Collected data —
+ + +

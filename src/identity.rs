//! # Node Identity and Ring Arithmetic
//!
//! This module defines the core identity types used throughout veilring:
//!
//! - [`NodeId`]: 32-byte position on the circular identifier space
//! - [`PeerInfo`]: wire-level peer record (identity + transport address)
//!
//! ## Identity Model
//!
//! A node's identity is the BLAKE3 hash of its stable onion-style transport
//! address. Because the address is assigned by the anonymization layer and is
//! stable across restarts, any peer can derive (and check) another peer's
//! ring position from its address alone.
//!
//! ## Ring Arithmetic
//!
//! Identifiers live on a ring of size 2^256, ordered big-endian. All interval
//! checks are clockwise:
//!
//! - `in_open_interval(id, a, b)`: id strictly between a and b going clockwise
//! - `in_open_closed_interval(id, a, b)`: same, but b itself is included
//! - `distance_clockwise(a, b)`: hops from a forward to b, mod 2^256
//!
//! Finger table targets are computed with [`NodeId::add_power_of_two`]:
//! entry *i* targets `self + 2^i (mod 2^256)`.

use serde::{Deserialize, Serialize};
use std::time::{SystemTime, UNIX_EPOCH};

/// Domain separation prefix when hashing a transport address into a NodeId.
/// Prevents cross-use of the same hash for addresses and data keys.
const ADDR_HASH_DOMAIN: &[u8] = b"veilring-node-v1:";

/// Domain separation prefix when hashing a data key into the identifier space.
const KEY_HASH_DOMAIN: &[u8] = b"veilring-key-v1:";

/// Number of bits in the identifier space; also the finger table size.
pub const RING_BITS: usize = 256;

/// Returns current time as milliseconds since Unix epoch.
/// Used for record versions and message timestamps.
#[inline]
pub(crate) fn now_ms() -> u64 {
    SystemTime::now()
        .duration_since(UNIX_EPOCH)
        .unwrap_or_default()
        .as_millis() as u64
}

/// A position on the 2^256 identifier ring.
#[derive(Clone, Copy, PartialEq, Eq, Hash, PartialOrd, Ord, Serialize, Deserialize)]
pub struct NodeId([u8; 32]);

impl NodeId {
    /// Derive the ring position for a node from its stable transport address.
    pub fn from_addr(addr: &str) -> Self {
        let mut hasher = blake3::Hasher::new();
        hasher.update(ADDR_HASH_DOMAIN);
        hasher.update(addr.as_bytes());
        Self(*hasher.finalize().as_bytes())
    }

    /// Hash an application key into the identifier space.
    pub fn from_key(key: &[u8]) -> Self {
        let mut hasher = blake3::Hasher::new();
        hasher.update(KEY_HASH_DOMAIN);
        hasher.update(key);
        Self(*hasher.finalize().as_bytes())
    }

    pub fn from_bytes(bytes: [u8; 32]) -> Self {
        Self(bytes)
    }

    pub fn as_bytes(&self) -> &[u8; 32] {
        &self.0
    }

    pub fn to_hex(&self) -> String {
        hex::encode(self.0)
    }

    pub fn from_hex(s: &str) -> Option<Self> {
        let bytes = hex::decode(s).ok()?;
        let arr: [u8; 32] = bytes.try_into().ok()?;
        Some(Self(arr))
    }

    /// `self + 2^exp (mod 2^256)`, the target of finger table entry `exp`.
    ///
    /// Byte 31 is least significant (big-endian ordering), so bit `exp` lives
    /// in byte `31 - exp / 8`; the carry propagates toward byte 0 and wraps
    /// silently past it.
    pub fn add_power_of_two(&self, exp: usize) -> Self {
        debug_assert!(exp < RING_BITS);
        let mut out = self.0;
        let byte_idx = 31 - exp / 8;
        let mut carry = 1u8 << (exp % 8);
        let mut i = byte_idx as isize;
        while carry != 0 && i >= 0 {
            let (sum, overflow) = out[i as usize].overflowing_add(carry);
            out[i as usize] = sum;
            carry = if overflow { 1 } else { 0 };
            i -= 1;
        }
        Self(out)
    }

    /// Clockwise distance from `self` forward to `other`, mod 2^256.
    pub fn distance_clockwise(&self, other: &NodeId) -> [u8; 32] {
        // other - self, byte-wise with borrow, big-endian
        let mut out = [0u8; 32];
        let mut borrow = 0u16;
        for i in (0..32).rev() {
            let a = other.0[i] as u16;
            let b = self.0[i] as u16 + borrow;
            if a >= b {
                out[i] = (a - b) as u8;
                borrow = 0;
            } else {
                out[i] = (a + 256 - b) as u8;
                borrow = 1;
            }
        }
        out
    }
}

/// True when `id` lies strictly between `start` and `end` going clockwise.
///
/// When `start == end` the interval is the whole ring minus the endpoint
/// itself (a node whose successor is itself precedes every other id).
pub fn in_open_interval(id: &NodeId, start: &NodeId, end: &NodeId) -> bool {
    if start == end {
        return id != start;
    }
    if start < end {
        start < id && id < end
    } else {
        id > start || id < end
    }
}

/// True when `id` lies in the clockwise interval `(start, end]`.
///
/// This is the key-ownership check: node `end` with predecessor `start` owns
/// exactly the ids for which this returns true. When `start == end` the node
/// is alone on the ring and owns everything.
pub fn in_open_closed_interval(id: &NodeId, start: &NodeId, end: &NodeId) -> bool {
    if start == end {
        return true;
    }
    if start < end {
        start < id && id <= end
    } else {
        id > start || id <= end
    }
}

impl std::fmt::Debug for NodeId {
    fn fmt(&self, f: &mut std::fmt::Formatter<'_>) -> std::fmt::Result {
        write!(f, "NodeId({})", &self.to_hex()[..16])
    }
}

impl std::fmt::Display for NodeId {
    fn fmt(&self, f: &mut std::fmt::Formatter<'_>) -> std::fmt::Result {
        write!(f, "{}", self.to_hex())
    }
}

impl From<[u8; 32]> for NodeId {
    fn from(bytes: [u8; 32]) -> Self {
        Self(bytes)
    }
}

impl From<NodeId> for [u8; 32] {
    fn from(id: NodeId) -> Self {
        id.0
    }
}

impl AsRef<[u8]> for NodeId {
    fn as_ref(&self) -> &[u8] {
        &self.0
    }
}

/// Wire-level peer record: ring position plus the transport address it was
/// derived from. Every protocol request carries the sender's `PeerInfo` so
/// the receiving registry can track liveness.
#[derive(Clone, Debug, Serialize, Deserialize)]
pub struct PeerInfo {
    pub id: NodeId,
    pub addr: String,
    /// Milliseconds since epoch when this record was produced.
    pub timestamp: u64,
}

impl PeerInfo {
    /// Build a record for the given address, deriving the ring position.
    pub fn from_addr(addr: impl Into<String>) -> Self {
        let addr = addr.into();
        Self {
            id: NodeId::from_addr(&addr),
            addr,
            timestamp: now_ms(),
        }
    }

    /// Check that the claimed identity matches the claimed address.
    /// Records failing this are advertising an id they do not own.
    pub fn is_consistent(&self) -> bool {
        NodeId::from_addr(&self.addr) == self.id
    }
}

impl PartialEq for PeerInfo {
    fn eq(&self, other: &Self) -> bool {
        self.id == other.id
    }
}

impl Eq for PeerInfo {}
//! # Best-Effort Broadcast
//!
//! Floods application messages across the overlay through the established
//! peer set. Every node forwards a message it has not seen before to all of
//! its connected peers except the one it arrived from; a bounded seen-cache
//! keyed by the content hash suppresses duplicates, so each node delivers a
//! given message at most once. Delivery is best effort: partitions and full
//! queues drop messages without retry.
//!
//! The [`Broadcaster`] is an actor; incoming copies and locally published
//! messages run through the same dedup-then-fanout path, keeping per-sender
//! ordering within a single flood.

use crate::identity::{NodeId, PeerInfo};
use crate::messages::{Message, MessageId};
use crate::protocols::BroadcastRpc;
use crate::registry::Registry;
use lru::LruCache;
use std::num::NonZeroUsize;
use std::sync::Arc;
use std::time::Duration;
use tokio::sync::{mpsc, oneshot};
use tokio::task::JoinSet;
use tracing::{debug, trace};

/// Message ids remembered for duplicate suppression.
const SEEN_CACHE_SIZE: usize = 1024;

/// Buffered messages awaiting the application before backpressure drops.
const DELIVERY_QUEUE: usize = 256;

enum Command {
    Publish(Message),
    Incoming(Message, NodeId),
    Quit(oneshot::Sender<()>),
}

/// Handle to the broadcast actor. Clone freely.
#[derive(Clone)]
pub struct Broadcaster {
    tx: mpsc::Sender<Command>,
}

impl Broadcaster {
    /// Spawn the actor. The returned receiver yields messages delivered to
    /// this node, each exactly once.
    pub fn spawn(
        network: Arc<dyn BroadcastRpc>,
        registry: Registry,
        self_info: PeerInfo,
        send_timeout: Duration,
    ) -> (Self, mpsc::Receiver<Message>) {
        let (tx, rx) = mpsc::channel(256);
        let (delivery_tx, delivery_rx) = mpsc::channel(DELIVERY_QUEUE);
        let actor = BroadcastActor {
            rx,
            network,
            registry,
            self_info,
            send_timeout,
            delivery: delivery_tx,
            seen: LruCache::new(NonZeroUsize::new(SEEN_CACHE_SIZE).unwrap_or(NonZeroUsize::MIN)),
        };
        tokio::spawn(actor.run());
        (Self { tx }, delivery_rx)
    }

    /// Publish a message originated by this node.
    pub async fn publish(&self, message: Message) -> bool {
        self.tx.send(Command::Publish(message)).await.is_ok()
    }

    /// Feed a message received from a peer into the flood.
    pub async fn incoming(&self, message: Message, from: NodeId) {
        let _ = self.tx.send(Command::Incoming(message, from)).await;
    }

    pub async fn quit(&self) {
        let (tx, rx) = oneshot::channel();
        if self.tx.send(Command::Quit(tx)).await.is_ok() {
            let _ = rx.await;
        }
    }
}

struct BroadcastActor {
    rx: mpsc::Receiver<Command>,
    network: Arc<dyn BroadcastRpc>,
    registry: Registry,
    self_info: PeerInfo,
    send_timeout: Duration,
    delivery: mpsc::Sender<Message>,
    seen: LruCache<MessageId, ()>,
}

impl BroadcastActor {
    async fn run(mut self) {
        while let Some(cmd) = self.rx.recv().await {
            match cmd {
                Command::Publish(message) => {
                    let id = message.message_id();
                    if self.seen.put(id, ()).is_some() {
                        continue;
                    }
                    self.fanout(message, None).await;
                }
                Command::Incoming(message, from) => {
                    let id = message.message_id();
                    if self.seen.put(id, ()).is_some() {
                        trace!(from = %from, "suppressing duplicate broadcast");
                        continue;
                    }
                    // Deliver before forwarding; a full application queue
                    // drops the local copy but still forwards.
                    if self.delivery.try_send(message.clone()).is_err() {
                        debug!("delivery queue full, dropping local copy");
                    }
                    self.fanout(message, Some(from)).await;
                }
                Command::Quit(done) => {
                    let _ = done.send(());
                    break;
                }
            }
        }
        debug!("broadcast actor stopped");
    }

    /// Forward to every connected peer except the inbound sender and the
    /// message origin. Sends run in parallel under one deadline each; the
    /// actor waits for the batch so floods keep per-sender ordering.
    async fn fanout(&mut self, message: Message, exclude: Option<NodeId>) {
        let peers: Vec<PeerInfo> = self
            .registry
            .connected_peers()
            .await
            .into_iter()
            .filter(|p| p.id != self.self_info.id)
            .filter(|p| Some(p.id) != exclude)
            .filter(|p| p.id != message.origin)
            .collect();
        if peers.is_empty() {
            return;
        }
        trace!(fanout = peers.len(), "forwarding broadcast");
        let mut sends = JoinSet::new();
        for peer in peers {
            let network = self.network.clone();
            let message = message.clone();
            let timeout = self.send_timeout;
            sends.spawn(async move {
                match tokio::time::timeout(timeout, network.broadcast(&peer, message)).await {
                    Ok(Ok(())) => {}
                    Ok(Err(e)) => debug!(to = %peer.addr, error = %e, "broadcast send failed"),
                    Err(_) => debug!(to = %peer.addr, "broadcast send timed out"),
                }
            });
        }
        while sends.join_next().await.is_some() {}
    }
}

+ + +

PROMPT —
For the string "trace", go through the entries above and copy each line where it occurs.

SOLVED EXERCISE —
use tracing::{debug, trace};
                        trace!(from = %from, "suppressing duplicate broadcast");
        trace!(fanout = peers.len(), "forwarding broadcast");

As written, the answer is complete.